2019年10月7日 11:00
太宰牧子さん「遺伝性がん。私には、乗り越える自信がある」
遺伝診療ができる病院の数も、情報さえも少ないのだ。
太宰さんは言う。
「アンジー(アンジェリーナ・ジョリー)の報道が出たのは、乳がん手術から3年たち、乳房を再建したころです。これで遺伝性がんがメジャーになると思っていたら、どん底に突き落とされました。『がんにもなっていない乳房を切除するなんて』『お金持ちだからできる』『売名行為』などと、どこの番組でもアンジーを批判していたんです。遺伝性がんがどういうものかさえ、正確に伝えている報道は、ほとんどありませんでした」
太宰さんは、翌’14年、HBOC当事者会NPO法人「クラヴィスアルクス」を設立。遺伝性がんの理解や情報交流を深めることで、当事者の抱える心理的、経済的、社会的問題を解決していこうと活動を続けている。
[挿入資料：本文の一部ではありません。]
//! Endpoint USB Port Watcher Daemon
//!
//! Watches a machine's USB topology and keeps the central collector current:
//! subscribes to device attach/detach notifications, debounces bursts,
//! enumerates the physical port tree through an external tool, builds a
//! stable keyed report and delivers it with retry. A heartbeat-bearing lock
//! file enforces a single instance per machine.

pub mod config;
pub mod error;
pub mod events;
pub mod guard;
pub mod identity;
pub mod report;
pub mod scan;
pub mod transmit;
pub mod watcher;

pub use config::{CollectorConfig, ScanConfig, WatchdConfig, WatcherConfig};
pub use error::{Result, WatchError};
pub use events::{
    DeviceAction, DeviceClass, DeviceEvent, DeviceEventSource, ScriptedEventSource,
    UdevEventSource,
};
pub use guard::{LockRecord, ProcessGuard};
pub use identity::{MachineIdentity, DEFAULT_FINGERPRINT_SOURCES};
pub use report::{build_report, parse_snapshot};
pub use scan::{run_enumeration, ScanOutput};
pub use transmit::{backoff_delay, HttpTransmitter, ReportTransmitter, REPORT_ROUTE};
pub use watcher::{Watcher, WatcherState};
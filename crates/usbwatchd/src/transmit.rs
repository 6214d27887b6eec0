//! Report delivery to the central collector
//!
//! At-least-once delivery: transport failures and non-success responses are
//! retried with exponential backoff up to a bounded attempt count. After
//! exhaustion the report is dropped; the next device event or periodic
//! resync supersedes it. Re-sending is safe because the collector upserts by
//! (organization, machine, port path).

use std::time::Duration;

use async_trait::async_trait;
use rand::Rng;
use tracing::{debug, info, warn};

use usbfleet_types::{ApiResponse, PortReport, ReportAck};

use crate::error::{Result, WatchError};

/// Collector route accepting wire reports.
pub const REPORT_ROUTE: &str = "/api/reports";

/// Delivery interface handed to the watcher; tests substitute a recorder.
#[async_trait]
pub trait ReportTransmitter: Send + Sync {
    /// Deliver one report, retrying internally as configured.
    async fn deliver(&self, report: &PortReport) -> Result<ReportAck>;
}

/// Compute the backoff delay before retry `attempt` (0-based): exponential
/// doubling plus jitter of up to half the base, so racing agents do not
/// retry in lockstep.
pub fn backoff_delay(attempt: u32, base: Duration) -> Duration {
    let exp = base.saturating_mul(1u32 << attempt.min(10));
    let jitter_ms = if base.as_millis() > 1 {
        rand::thread_rng().gen_range(0..=(base.as_millis() as u64 / 2))
    } else {
        0
    };
    exp + Duration::from_millis(jitter_ms)
}

/// HTTP transmission client for the collector.
pub struct HttpTransmitter {
    client: reqwest::Client,
    endpoint: String,
    max_attempts: u32,
    backoff_base: Duration,
}

impl HttpTransmitter {
    /// Build a transmitter against the collector base URL.
    pub fn new(
        base_url: &str,
        request_timeout: Duration,
        max_attempts: u32,
        backoff_base: Duration,
    ) -> Result<Self> {
        let client = reqwest::Client::builder()
            .timeout(request_timeout)
            .build()
            .map_err(|e| WatchError::Transmission(format!("failed to build client: {}", e)))?;

        Ok(Self {
            client,
            endpoint: format!("{}{}", base_url.trim_end_matches('/'), REPORT_ROUTE),
            max_attempts: max_attempts.max(1),
            backoff_base,
        })
    }

    async fn attempt(&self, report: &PortReport) -> Result<ReportAck> {
        let response = self
            .client
            .post(&self.endpoint)
            .json(report)
            .send()
            .await
            .map_err(|e| WatchError::Transmission(format!("request failed: {}", e)))?;

        let status = response.status();
        let body: ApiResponse<ReportAck> = response
            .json()
            .await
            .map_err(|e| WatchError::Transmission(format!("invalid response body: {}", e)))?;

        if status.is_success() && body.success {
            body.data
                .ok_or_else(|| WatchError::Transmission("response missing ack".to_string()))
        } else {
            let reason = body
                .error
                .map(|e| e.message)
                .unwrap_or_else(|| format!("status {}", status));
            Err(WatchError::Transmission(reason))
        }
    }
}

#[async_trait]
impl ReportTransmitter for HttpTransmitter {
    async fn deliver(&self, report: &PortReport) -> Result<ReportAck> {
        let mut last_error = None;

        for attempt in 0..self.max_attempts {
            if attempt > 0 {
                let delay = backoff_delay(attempt - 1, self.backoff_base);
                debug!(attempt = attempt, delay_ms = delay.as_millis() as u64, "Retrying delivery");
                tokio::time::sleep(delay).await;
            }

            match self.attempt(report).await {
                Ok(ack) => {
                    info!(
                        org_id = %ack.org_id,
                        machine_id = %ack.machine_id,
                        inserted = ack.inserted,
                        updated = ack.updated,
                        "Report delivered"
                    );
                    return Ok(ack);
                }
                Err(e) => {
                    warn!(attempt = attempt + 1, error = %e, "Delivery attempt failed");
                    last_error = Some(e);
                }
            }
        }

        Err(last_error.unwrap_or_else(|| {
            WatchError::Transmission("delivery failed with no attempts".to_string())
        }))
    }
}

#[cfg(test)]
mod tests {
    use super::*;

    #[test]
    fn test_backoff_grows_exponentially() {
        let base = Duration::from_millis(100);
        // Lower bounds; jitter only adds.
        assert!(backoff_delay(0, base) >= Duration::from_millis(100));
        assert!(backoff_delay(1, base) >= Duration::from_millis(200));
        assert!(backoff_delay(3, base) >= Duration::from_millis(800));
    }

    #[test]
    fn test_backoff_jitter_is_bounded() {
        let base = Duration::from_millis(100);
        for attempt in 0..4 {
            let delay = backoff_delay(attempt, base);
            let exp = Duration::from_millis(100 * (1 << attempt));
            assert!(delay <= exp + Duration::from_millis(50));
        }
    }

    #[test]
    fn test_backoff_exponent_is_capped() {
        let base = Duration::from_millis(100);
        // Attempt counts far past the cap must not overflow.
        let delay = backoff_delay(40, base);
        assert!(delay >= Duration::from_millis(100 * 1024));
    }

    #[test]
    fn test_endpoint_join_handles_trailing_slash() {
        let t = HttpTransmitter::new(
            "http://localhost:5000/",
            Duration::from_secs(1),
            1,
            Duration::from_millis(10),
        )
        .unwrap();
        assert_eq!(t.endpoint, "http://localhost:5000/api/reports");
    }

    #[tokio::test]
    async fn test_deliver_exhausts_attempts_against_dead_endpoint() {
        // Nothing listens on this port; every attempt is a transport error.
        let t = HttpTransmitter::new(
            "http://127.0.0.1:1",
            Duration::from_millis(200),
            2,
            Duration::from_millis(1),
        )
        .unwrap();

        let report = PortReport::new(
            "org-1",
            "PC_0011aabbccdd",
            vec![usbfleet_types::PortRecord::empty("1-1")],
        );
        let err = t.deliver(&report).await.unwrap_err();
        assert!(matches!(err, WatchError::Transmission(_)));
    }
}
乳がん、卵巣がん以外の遺伝性疾患の当事者団体とも連携し、ゲノム医療の課題解決に取り組むために「一般社団法人ゲノム医療当事者団体連合会」も立ち上げ、代表理事を務めている。
「私、絶対、がんで死にたくないんです。もちろん、がんではないかもしれない卵巣を取るのは、正直、せつないですよ。でも、後悔はありません。今回、手術で取った卵巣は、病理検査に出しています。